▶ _Your task_:
Return, from the lines below, each one that includes the word "variables".

[Stored data]
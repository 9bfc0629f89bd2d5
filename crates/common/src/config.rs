//! Application configuration.

use serde::Deserialize;
use std::path::Path;

/// Application configuration.
#[derive(Debug, Clone, Deserialize)]
pub struct Config {
    /// Server configuration.
    #[serde(default)]
    pub server: ServerConfig,
    /// Database configuration.
    pub database: DatabaseConfig,
    /// Authentication configuration.
    pub auth: AuthConfig,
    /// Logging configuration.
    #[serde(default)]
    pub logging: LoggingConfig,
}

/// Server configuration.
#[derive(Debug, Clone, Deserialize)]
pub struct ServerConfig {
    /// Host to bind to.
    #[serde(default = "default_host")]
    pub host: String,
    /// Port to bind to.
    #[serde(default = "default_port")]
    pub port: u16,
    /// Upper bound on the time spent handling a single request.
    #[serde(default = "default_request_timeout_secs")]
    pub request_timeout_secs: u64,
}

/// Database connection configuration.
#[derive(Debug, Clone, Deserialize)]
pub struct DatabaseConfig {
    /// `PostgreSQL` connection URL.
    pub url: String,
    /// Maximum number of connections in the pool.
    #[serde(default = "default_max_connections")]
    pub max_connections: u32,
    /// Minimum number of connections in the pool.
    #[serde(default = "default_min_connections")]
    pub min_connections: u32,
    /// Seconds to wait when opening a new connection.
    #[serde(default = "default_db_timeout_secs")]
    pub connect_timeout_secs: u64,
    /// Seconds to wait for a pooled connection before giving up.
    #[serde(default = "default_db_timeout_secs")]
    pub acquire_timeout_secs: u64,
}

/// Bearer token configuration.
#[derive(Debug, Clone, Deserialize)]
pub struct AuthConfig {
    /// HMAC secret used to sign session tokens.
    pub jwt_secret: String,
    /// Token lifetime in seconds.
    #[serde(default = "default_token_ttl_secs")]
    pub token_ttl_secs: i64,
}

/// Log output format.
#[derive(Debug, Clone, Copy, Default, PartialEq, Eq, Deserialize)]
#[serde(rename_all = "lowercase")]
pub enum LogFormat {
    /// Human readable output.
    #[default]
    Pretty,
    /// One JSON object per line.
    Json,
}

/// Logging configuration.
#[derive(Debug, Clone, Default, Deserialize)]
pub struct LoggingConfig {
    /// Output format.
    #[serde(default)]
    pub format: LogFormat,
}

impl Default for ServerConfig {
    fn default() -> Self {
        Self {
            host: default_host(),
            port: default_port(),
            request_timeout_secs: default_request_timeout_secs(),
        }
    }
}

fn default_host() -> String {
    "0.0.0.0".to_string()
}

const fn default_port() -> u16 {
    8080
}

const fn default_request_timeout_secs() -> u64 {
    30
}

const fn default_max_connections() -> u32 {
    20
}

const fn default_min_connections() -> u32 {
    2
}

const fn default_db_timeout_secs() -> u64 {
    10
}

const fn default_token_ttl_secs() -> i64 {
    86_400
}

impl Config {
    /// Load configuration from files and environment variables.
    ///
    /// Configuration is loaded in the following order:
    /// 1. `config/default.toml`
    /// 2. `config/{environment}.toml` (based on `BALLOTBOX_ENV`)
    /// 3. Environment variables with `BALLOTBOX_` prefix
    pub fn load() -> Result<Self, config::ConfigError> {
        let env = std::env::var("BALLOTBOX_ENV").unwrap_or_else(|_| "development".to_string());

        let config = config::Config::builder()
            .add_source(config::File::with_name("config/default").required(false))
            .add_source(config::File::with_name(&format!("config/{env}")).required(false))
            .add_source(
                config::Environment::with_prefix("BALLOTBOX")
                    .separator("__")
                    .try_parsing(true),
            )
            .build()?;

        config.try_deserialize()
    }

    /// Load configuration from a specific file.
    pub fn from_file<P: AsRef<Path>>(path: P) -> Result<Self, config::ConfigError> {
        let config = config::Config::builder()
            .add_source(config::File::from(path.as_ref()))
            .add_source(
                config::Environment::with_prefix("BALLOTBOX")
                    .separator("__")
                    .try_parsing(true),
            )
            .build()?;

        config.try_deserialize()
    }

    /// Parse configuration from an inline TOML document.
    pub fn from_toml_str(toml: &str) -> Result<Self, config::ConfigError> {
        config::Config::builder()
            .add_source(config::File::from_str(toml, config::FileFormat::Toml))
            .build()?
            .try_deserialize()
    }
}
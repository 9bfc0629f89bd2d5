//! Create vote option table migration.

use sea_orm_migration::prelude::*;

#[derive(DeriveMigrationName)]
pub struct Migration;

#[async_trait::async_trait]
impl MigrationTrait for Migration {
    async fn up(&self, manager: &SchemaManager) -> Result<(), DbErr> {
        manager
            .create_table(
                Table::create()
                    .table(VoteOption::Table)
                    .if_not_exists()
                    .col(
                        ColumnDef::new(VoteOption::Id)
                            .string_len(32)
                            .not_null()
                            .primary_key(),
                    )
                    .col(ColumnDef::new(VoteOption::VoteId).string_len(32).not_null())
                    .col(ColumnDef::new(VoteOption::Content).string_len(256).not_null())
                    .col(ColumnDef::new(VoteOption::Position).integer().not_null())
                    .col(
                        ColumnDef::new(VoteOption::Count)
                            .integer()
                            .not_null()
                            .default(0),
                    )
                    .foreign_key(
                        ForeignKey::create()
                            .name("fk_vote_option_vote")
                            .from(VoteOption::Table, VoteOption::VoteId)
                            .to(Vote::Table, Vote::Id)
                            .on_delete(ForeignKeyAction::Cascade),
                    )
                    .to_owned(),
            )
            .await?;

        // Index: (vote_id, position) - options are always read in display order
        manager
            .create_index(
                Index::create()
                    .name("idx_vote_option_vote_id_position")
                    .table(VoteOption::Table)
                    .col(VoteOption::VoteId)
                    .col(VoteOption::Position)
                    .to_owned(),
            )
            .await?;

        Ok(())
    }

    async fn down(&self, manager: &SchemaManager) -> Result<(), DbErr> {
        manager
            .drop_table(Table::drop().table(VoteOption::Table).to_owned())
            .await
    }
}

#[derive(Iden)]
enum VoteOption {
    Table,
    Id,
    VoteId,
    Content,
    Position,
    Count,
}

#[derive(Iden)]
enum Vote {
    Table,
    Id,
}
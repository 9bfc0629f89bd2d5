//! Create user table migration.

use sea_orm_migration::prelude::*;

#[derive(DeriveMigrationName)]
pub struct Migration;

#[async_trait::async_trait]
impl MigrationTrait for Migration {
    async fn up(&self, manager: &SchemaManager) -> Result<(), DbErr> {
        manager
            .create_table(
                Table::create()
                    .table(User::Table)
                    .if_not_exists()
                    .col(ColumnDef::new(User::Id).string_len(32).not_null().primary_key())
                    .col(ColumnDef::new(User::Username).string_len(64).not_null())
                    .col(ColumnDef::new(User::UsernameLower).string_len(64).not_null())
                    .col(ColumnDef::new(User::PasswordHash).string_len(256).not_null())
                    .col(
                        ColumnDef::new(User::CreatedAt)
                            .timestamp_with_time_zone()
                            .not_null()
                            .default(Expr::current_timestamp()),
                    )
                    .col(ColumnDef::new(User::UpdatedAt).timestamp_with_time_zone())
                    .to_owned(),
            )
            .await?;

        // Unique index: username_lower - usernames are case-insensitive
        manager
            .create_index(
                Index::create()
                    .name("idx_user_username_lower")
                    .table(User::Table)
                    .col(User::UsernameLower)
                    .unique()
                    .to_owned(),
            )
            .await?;

        Ok(())
    }

    async fn down(&self, manager: &SchemaManager) -> Result<(), DbErr> {
        manager
            .drop_table(Table::drop().table(User::Table).to_owned())
            .await
    }
}

#[derive(Iden)]
enum User {
    Table,
    Id,
    Username,
    UsernameLower,
    PasswordHash,
    CreatedAt,
    UpdatedAt,
}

▶ _Output below_:
    /// Load configuration from files and environment variables.
    /// 3. Environment variables with `BALLOTBOX_` prefix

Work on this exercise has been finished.